### PROBLEM REQUIREMENTS
Select the lines below containing the word "after".

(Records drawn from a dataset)
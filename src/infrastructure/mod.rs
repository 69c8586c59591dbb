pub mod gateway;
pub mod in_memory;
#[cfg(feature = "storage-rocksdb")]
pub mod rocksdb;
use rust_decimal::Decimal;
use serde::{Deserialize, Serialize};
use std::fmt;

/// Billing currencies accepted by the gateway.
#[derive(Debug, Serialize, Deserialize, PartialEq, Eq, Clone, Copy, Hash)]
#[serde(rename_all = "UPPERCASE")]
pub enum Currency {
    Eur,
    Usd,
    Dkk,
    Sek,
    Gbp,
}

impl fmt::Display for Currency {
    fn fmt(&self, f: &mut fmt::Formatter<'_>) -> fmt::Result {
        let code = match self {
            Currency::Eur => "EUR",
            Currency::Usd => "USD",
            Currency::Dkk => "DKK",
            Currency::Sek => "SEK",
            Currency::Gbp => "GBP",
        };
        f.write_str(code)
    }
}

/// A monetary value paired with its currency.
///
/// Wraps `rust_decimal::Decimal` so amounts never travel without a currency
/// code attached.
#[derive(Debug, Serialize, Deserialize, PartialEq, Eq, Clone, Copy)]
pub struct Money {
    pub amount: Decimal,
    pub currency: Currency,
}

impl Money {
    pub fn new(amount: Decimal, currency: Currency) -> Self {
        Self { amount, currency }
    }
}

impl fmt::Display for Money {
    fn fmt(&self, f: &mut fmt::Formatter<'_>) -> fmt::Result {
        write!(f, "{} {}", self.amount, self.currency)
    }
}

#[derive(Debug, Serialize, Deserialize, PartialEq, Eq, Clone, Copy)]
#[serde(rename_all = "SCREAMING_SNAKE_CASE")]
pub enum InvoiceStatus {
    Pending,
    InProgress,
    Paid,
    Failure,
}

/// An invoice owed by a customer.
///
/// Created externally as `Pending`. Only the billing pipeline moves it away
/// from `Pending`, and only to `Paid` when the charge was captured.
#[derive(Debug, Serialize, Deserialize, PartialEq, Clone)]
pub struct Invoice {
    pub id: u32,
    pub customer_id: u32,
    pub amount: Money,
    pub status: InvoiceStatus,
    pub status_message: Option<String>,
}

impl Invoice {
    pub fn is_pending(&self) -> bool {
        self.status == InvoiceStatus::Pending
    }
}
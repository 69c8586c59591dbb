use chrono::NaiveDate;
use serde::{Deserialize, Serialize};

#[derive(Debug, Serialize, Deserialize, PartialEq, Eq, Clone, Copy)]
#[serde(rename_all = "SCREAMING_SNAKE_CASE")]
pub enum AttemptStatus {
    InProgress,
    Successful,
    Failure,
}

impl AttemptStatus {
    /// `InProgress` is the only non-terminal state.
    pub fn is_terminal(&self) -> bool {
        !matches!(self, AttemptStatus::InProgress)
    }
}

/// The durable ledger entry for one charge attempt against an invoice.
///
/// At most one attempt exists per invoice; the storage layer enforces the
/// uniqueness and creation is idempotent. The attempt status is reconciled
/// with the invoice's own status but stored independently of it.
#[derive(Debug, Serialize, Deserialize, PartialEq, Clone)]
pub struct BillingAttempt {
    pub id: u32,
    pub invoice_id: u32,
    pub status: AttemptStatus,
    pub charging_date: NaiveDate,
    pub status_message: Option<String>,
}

==

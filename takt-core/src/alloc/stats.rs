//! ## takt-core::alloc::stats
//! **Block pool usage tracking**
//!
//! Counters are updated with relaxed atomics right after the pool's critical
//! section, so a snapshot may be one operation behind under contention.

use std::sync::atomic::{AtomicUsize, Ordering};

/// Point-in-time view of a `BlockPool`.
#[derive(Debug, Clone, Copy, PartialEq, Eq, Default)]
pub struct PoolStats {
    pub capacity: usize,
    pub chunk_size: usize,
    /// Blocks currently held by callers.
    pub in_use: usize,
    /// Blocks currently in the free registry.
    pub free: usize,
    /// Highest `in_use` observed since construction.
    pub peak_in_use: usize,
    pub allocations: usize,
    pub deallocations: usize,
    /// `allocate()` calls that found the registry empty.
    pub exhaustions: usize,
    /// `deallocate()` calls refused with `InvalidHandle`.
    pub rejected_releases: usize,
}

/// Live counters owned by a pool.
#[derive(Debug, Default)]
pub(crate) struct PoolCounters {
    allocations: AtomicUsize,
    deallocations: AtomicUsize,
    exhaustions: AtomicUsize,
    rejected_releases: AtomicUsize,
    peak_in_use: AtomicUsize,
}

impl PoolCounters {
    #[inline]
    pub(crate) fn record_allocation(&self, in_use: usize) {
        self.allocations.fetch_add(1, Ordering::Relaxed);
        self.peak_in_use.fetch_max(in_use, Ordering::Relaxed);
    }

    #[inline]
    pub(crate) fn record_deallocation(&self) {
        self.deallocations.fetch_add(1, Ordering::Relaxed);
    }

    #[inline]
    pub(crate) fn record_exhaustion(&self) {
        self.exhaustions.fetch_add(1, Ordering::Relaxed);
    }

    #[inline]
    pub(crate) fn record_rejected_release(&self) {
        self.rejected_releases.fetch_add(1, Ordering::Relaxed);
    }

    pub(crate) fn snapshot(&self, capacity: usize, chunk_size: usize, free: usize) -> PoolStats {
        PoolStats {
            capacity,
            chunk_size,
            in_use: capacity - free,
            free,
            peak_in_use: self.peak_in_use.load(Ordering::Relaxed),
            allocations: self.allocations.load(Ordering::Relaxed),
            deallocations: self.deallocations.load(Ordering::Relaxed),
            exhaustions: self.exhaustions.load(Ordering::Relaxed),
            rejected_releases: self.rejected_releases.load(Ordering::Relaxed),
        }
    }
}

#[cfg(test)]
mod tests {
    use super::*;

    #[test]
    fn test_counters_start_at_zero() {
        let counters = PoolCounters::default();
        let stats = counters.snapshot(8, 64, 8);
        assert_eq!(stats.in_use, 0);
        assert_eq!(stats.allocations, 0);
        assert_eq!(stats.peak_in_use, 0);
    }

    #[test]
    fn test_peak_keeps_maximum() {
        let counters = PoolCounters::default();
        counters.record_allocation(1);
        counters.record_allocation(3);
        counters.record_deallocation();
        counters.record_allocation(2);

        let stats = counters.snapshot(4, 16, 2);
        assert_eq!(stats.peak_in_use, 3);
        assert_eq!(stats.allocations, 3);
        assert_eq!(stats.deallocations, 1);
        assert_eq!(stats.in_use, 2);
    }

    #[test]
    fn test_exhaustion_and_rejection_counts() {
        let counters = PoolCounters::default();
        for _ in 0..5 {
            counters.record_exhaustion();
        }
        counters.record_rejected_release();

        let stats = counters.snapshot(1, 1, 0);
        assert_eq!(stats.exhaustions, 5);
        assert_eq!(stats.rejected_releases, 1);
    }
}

--

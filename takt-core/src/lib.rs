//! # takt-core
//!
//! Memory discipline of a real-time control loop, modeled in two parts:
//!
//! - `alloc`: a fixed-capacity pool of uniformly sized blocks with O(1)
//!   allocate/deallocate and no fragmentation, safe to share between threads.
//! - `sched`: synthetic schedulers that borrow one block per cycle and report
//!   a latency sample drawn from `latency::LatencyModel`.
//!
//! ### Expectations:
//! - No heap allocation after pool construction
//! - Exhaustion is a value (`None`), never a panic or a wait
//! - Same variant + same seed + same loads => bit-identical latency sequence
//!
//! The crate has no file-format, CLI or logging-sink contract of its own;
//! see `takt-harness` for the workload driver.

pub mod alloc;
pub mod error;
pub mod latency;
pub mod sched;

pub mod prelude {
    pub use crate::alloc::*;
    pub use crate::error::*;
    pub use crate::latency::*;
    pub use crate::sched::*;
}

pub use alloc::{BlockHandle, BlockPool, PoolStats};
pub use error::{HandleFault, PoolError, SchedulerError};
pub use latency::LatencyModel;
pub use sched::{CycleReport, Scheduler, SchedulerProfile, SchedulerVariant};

### OUTPUT FOR THIS TASK
//! Counters are updated with relaxed atomics right after the pool's critical
//! - No heap allocation after pool construction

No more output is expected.